Mostly I really hate that every time someone asks me about my life, I'm prone to telling them about Brownie's life rather than my own because there's so much more going on in his. I won't tell more than a handful of people IRL (and the entire fucking internet, apparently) how I'm actually feeling - the last time I told Brownie how I was actually feeling he said "damn, that was a lot to dump on me" before realizing that he sounded like an ass, apologizing, and then admitting he didn't have a clue what to say and giving me a hug. I'm sure the reaction from anyone else would be at least as charming. DNW.

I sort of suspect I'm probably drinking a bit too much lately, but that's neither here nor there and anyway it's the holidaze. Seriously, though, Sunday's been the only alcohol-free night in a week. The holidays have been really lovely. (Er, one huge screaming fit at my father-in-law aside wherein he had no clue the rage he'd produce in me by saying that it was Rihanna's fault that Chris Brown beat her, but everything else really has been great.) I think I've put on five pounds from all the eating - it's way too cold to go outside and run so I'm at the mercy of my brother's WiiFit once we get to KC on Thursday. Here's to going home for a couple of weeks to attempt to decompress...

Sunday, November 29, 2009

Buh?

The NaNo verification thing came up with something like 300 more words than I thought I had. Strange. Not complaining, just mildly confused. I still can't believe I have 50k - all I can think about is all the stuff that still needs to happen (like introducing the MC's cat, which does need to happen, or, um, any sort of denouement which is still realistically 15K away at least). Also, I almost don't even want to think about revisions except that I want to keep writing to get the draft done so that I can take some time away from it (er, um - write my dissertation) so that I ca get back to it with better, fresher eyes and revise and revise and revise. And then if my ego has gone insane, see what I can do with it.

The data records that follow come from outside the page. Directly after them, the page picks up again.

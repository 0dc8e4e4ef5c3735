use super::message::{file_summary, summary_line};
use crate::model::{CommitRecord, ProjectRecord, ReportRange};
use crate::util::{display_name, local_date};
use chrono::{DateTime, NaiveDate, NaiveDateTime, TimeZone, Utc};
use std::collections::BTreeMap;

/// One commit as it appears in a report.
#[derive(Debug, Clone, PartialEq, Eq)]
pub struct CommitLine {
    pub hash: String,
    pub short_hash: String,
    pub local_time: NaiveDateTime,
    pub author_name: String,
    pub summary: String,
    /// File summary, e.g. `a.txt (+10/-2)`.
    pub files: String,
}

#[derive(Debug, Clone, PartialEq, Eq)]
pub struct DayGroup {
    pub date: NaiveDate,
    pub commits: Vec<CommitLine>,
}

#[derive(Debug, Clone, PartialEq, Eq)]
pub struct ProjectSection {
    pub identifier: String,
    pub display_name: String,
    pub commit_count: usize,
    /// Newest date first.
    pub days: Vec<DayGroup>,
}

#[derive(Debug, Clone, Default, PartialEq, Eq)]
pub struct ReportSummary {
    pub total_commits: usize,
    pub project_count: usize,
    pub files_modified: usize,
    pub lines_added: u64,
    pub lines_deleted: u64,
}

#[derive(Debug, Clone, PartialEq, Eq)]
pub struct DailyActivity {
    pub date: NaiveDate,
    pub commit_count: usize,
    pub file_count: usize,
    /// Display names, in order of first appearance.
    pub projects: Vec<String>,
}

/// Format-independent view of a ledger slice, computed once per report request.
#[derive(Debug, Clone)]
pub struct ReportModel {
    pub range: ReportRange,
    pub summary: ReportSummary,
    /// One entry per date in `range`, oldest first.
    pub daily: Vec<DailyActivity>,
    /// Projects with at least one commit in range, ordered by identifier.
    pub projects: Vec<ProjectSection>,
    pub generated_at: DateTime<Utc>,
}

impl ReportModel {
    /// Calendar dates and times of day are taken in `tz`.
    pub fn build<Tz: TimeZone>(projects: &[ProjectRecord], range: ReportRange, tz: &Tz) -> Self {
        let mut daily: BTreeMap<NaiveDate, DailyActivity> = range
            .days()
            .map(|date| {
                (
                    date,
                    DailyActivity {
                        date,
                        commit_count: 0,
                        file_count: 0,
                        projects: Vec::new(),
                    },
                )
            })
            .collect();

        let mut summary = ReportSummary::default();
        let mut sorted: Vec<&ProjectRecord> = projects.iter().collect();
        sorted.sort_by(|a, b| a.identifier.cmp(&b.identifier));

        let mut sections = Vec::new();
        for project in sorted {
            let mut eligible: Vec<&CommitRecord> = project
                .commits
                .iter()
                .filter(|c| range.contains(local_date(&c.timestamp, tz)))
                .collect();
            if eligible.is_empty() {
                continue;
            }
            eligible.sort_by(|a, b| b.timestamp.cmp(&a.timestamp));

            let name = display_name(&project.identifier);
            let mut days: Vec<DayGroup> = Vec::new();

            for commit in &eligible {
                let date = local_date(&commit.timestamp, tz);

                summary.total_commits += 1;
                summary.files_modified += commit.files.len();
                summary.lines_added += commit.additions();
                summary.lines_deleted += commit.deletions();

                if let Some(day) = daily.get_mut(&date) {
                    day.commit_count += 1;
                    day.file_count += commit.files.len();
                    if !day.projects.contains(&name) {
                        day.projects.push(name.clone());
                    }
                }

                let line = commit_line(commit, tz);
                match days.last_mut() {
                    Some(group) if group.date == date => group.commits.push(line),
                    _ => days.push(DayGroup {
                        date,
                        commits: vec![line],
                    }),
                }
            }

            summary.project_count += 1;
            sections.push(ProjectSection {
                identifier: project.identifier.clone(),
                display_name: name,
                commit_count: eligible.len(),
                days,
            });
        }

        Self {
            range,
            summary,
            daily: daily.into_values().collect(),
            projects: sections,
            generated_at: Utc::now(),
        }
    }

    pub fn is_empty(&self) -> bool {
        self.summary.total_commits == 0
    }
}

fn commit_line<Tz: TimeZone>(commit: &CommitRecord, tz: &Tz) -> CommitLine {
    CommitLine {
        hash: commit.hash.clone(),
        short_hash: commit.short_hash().to_string(),
        local_time: commit.timestamp.with_timezone(tz).naive_local(),
        author_name: commit.author_name.clone(),
        summary: summary_line(&commit.message),
        files: file_summary(&commit.files),
    }
}
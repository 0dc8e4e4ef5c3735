use super::GitRepo;
use crate::error::{LedgerError, Result};
use crate::model::{CommitInfo, FileChange};
use std::collections::HashMap;
use std::path::{Path, PathBuf};

/// What the synchronizer needs from a version-control working copy.
pub trait RepositoryAdapter {
    fn is_repository(&mut self, path: &Path) -> bool;

    /// Most recent commits, newest first.
    fn recent_commits(&mut self, path: &Path, max_count: usize) -> Result<Vec<CommitInfo>>;

    /// Fails when either side does not name a valid commit.
    fn diff_summary(&mut self, path: &Path, from: &str, to: &str) -> Result<Vec<FileChange>>;
}

/// gix-backed adapter holding one opened repository per path, opened on first use.
#[derive(Default)]
pub struct GixAdapter {
    repos: HashMap<PathBuf, GitRepo>,
}

impl GixAdapter {
    pub fn new() -> Self {
        Self::default()
    }

    /// Handle for the working copy rooted exactly at `path`. A directory that only sits inside
    /// some other repository is not a working copy, and a cached handle is dropped once the
    /// working copy's `.git` disappears.
    fn repo(&mut self, path: &Path) -> Result<&GitRepo> {
        if !path.join(".git").exists() {
            if self.evict(path) {
                tracing::debug!(path = %path.display(), "repository vanished, dropped handle");
            }
            return Err(LedgerError::NotARepository(path.to_path_buf()));
        }

        if !self.repos.contains_key(path) {
            let repo = GitRepo::open(path)?;
            if !same_location(repo.path(), path) {
                tracing::debug!(
                    path = %path.display(),
                    workdir = %repo.path().display(),
                    "path is nested in another repository"
                );
                return Err(LedgerError::NotARepository(path.to_path_buf()));
            }
            tracing::debug!(path = %path.display(), "opened repository");
            self.repos.insert(path.to_path_buf(), repo);
        }
        self.repos
            .get(path)
            .ok_or_else(|| LedgerError::NotARepository(path.to_path_buf()))
    }

    fn evict(&mut self, path: &Path) -> bool {
        self.repos.remove(path).is_some()
    }
}

fn same_location(a: &Path, b: &Path) -> bool {
    match (std::fs::canonicalize(a), std::fs::canonicalize(b)) {
        (Ok(a), Ok(b)) => a == b,
        _ => false,
    }
}

impl RepositoryAdapter for GixAdapter {
    fn is_repository(&mut self, path: &Path) -> bool {
        path.is_dir() && self.repo(path).is_ok()
    }

    fn recent_commits(&mut self, path: &Path, max_count: usize) -> Result<Vec<CommitInfo>> {
        self.repo(path)?.recent_commits(max_count)
    }

    fn diff_summary(&mut self, path: &Path, from: &str, to: &str) -> Result<Vec<FileChange>> {
        self.repo(path)?.diff_summary(from, to)
    }
}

Realistically, the story isn't done yet. Not really even all that close. If I keep the word count for the fourth part of the book in the same area as the other three, it should be about 15K or so, but I've already got 5K and it feels like there's more than 10K left to do. We'll see.

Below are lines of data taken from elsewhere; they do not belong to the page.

use crate::cli::CommonArgs;
use crate::error::LedgerError;
use crate::git::{GitRepo, GixAdapter};
use crate::model::ProjectRecord;
use crate::sync::{sync_one, SyncMode, SyncStatus};
use crate::util::{display_name, identifier_from_path};
use anyhow::Context;
use chrono::{DateTime, Utc};
use console::style;
use serde::Serialize;
use std::path::{Path, PathBuf};

#[derive(Debug, Serialize)]
#[serde(rename_all = "camelCase")]
pub struct ProjectListing {
    pub identifier: String,
    pub name: String,
    pub path: PathBuf,
    pub commit_count: usize,
    pub last_commit: Option<String>,
    pub last_activity: DateTime<Utc>,
    pub created_at: DateTime<Utc>,
}

impl From<&ProjectRecord> for ProjectListing {
    fn from(project: &ProjectRecord) -> Self {
        Self {
            identifier: project.identifier.clone(),
            name: display_name(&project.identifier),
            path: project.path.clone(),
            commit_count: project.commits.len(),
            last_commit: project.boundary_hash().map(str::to_string),
            last_activity: project.last_activity,
            created_at: project.created_at,
        }
    }
}

/// Identifiers are lowercase alphanumeric words joined by single hyphens.
pub fn validate_identifier(identifier: &str) -> crate::error::Result<()> {
    let well_formed = !identifier.is_empty()
        && identifier
            .split('-')
            .all(|part| !part.is_empty() && part.chars().all(|c| c.is_alphanumeric() && !c.is_uppercase()));
    if well_formed {
        Ok(())
    } else {
        Err(LedgerError::Parse(format!(
            "invalid project identifier '{identifier}' (use lowercase letters, digits and single hyphens)"
        )))
    }
}

/// Resolve `path` to its working-copy root.
fn working_copy_root(path: &Path) -> anyhow::Result<PathBuf> {
    let canonical = std::fs::canonicalize(path)
        .with_context(|| format!("Path does not exist: {}", path.display()))?;
    let repo = GitRepo::open(&canonical)
        .map_err(|_| LedgerError::NotARepository(canonical.clone()))?;
    Ok(repo.path().to_path_buf())
}

pub fn track(
    common: &CommonArgs,
    path: Option<PathBuf>,
    name: Option<String>,
    no_sync: bool,
) -> anyhow::Result<()> {
    let config = common.load_config()?;
    let mut store = common.open_store(&config)?;

    let path = match path {
        Some(path) => path,
        None => std::env::current_dir().context("Failed to read current directory")?,
    };
    let root = working_copy_root(&path)?;

    let identifier = match name {
        Some(name) => name,
        None => identifier_from_path(&root).ok_or_else(|| {
            LedgerError::Parse(format!("cannot derive an identifier from {}", root.display()))
        })?,
    };
    validate_identifier(&identifier)?;

    let tracked = store.list()?;
    if tracked.iter().any(|p| p.identifier == identifier) {
        return Err(LedgerError::ProjectExists(identifier).into());
    }
    if let Some(existing) = tracked.iter().find(|p| p.path == root) {
        return Err(LedgerError::ProjectExists(format!(
            "{} already tracks {}",
            existing.identifier,
            root.display()
        ))
        .into());
    }

    let project = ProjectRecord::new(identifier.as_str(), root.clone());
    store.put(project.clone())?;
    tracing::info!(project = %identifier, path = %root.display(), "tracking");
    println!(
        "{} Tracking {} ({})",
        style("✓").green(),
        style(display_name(&identifier)).bold(),
        root.display()
    );

    if no_sync {
        return Ok(());
    }

    let mut adapter = GixAdapter::new();
    match sync_one(store.as_mut(), &mut adapter, &project, SyncMode::Incremental) {
        SyncStatus::Updated { new_commits } => println!(
            "  ingested {} {}",
            new_commits,
            if new_commits == 1 { "commit" } else { "commits" }
        ),
        SyncStatus::Unchanged => println!("  no commits yet"),
        SyncStatus::Skipped | SyncStatus::Failed(_) => {}
    }
    Ok(())
}

pub fn untrack(common: &CommonArgs, identifier: &str) -> anyhow::Result<()> {
    let config = common.load_config()?;
    let mut store = common.open_store(&config)?;

    if !store.delete(identifier)? {
        return Err(LedgerError::ProjectNotFound(identifier.to_string()).into());
    }
    tracing::info!(project = %identifier, "untracked");
    println!("{} Untracked {}", style("✓").green(), display_name(identifier));
    Ok(())
}

pub fn list(common: &CommonArgs, json: bool) -> anyhow::Result<()> {
    let config = common.load_config()?;
    let store = common.open_store(&config)?;
    let listings: Vec<ProjectListing> = store.list()?.iter().map(ProjectListing::from).collect();

    if json {
        println!("{}", serde_json::to_string_pretty(&listings)?);
        return Ok(());
    }

    if listings.is_empty() {
        println!("No projects tracked yet. Add one with `gledger track <path>`.");
        return Ok(());
    }

    println!(
        "{:<24} {:>8} {:<17} {}",
        style("Project").bold(),
        style("Commits").bold(),
        style("Last activity").bold(),
        style("Path").bold()
    );
    println!("{}", "─".repeat(80));
    for p in &listings {
        println!(
            "{:<24} {:>8} {:<17} {}",
            p.identifier,
            p.commit_count,
            p.last_activity
                .with_timezone(&chrono::Local)
                .format("%Y-%m-%d %H:%M"),
            p.path.display()
        );
    }
    Ok(())
}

Thank goodness for low-key Thanksgiving breaks - that's the only way this thing is as far as it is right now. If I could only have another 3 months of this, I'd be golden. Unfortunately, the emails from students are starting to pile up as they stress out about the last week of classes, and at some point I really do need to remember that I'm *supposed* to be a graduate student.

Real life blows. November has been a fun fake life month.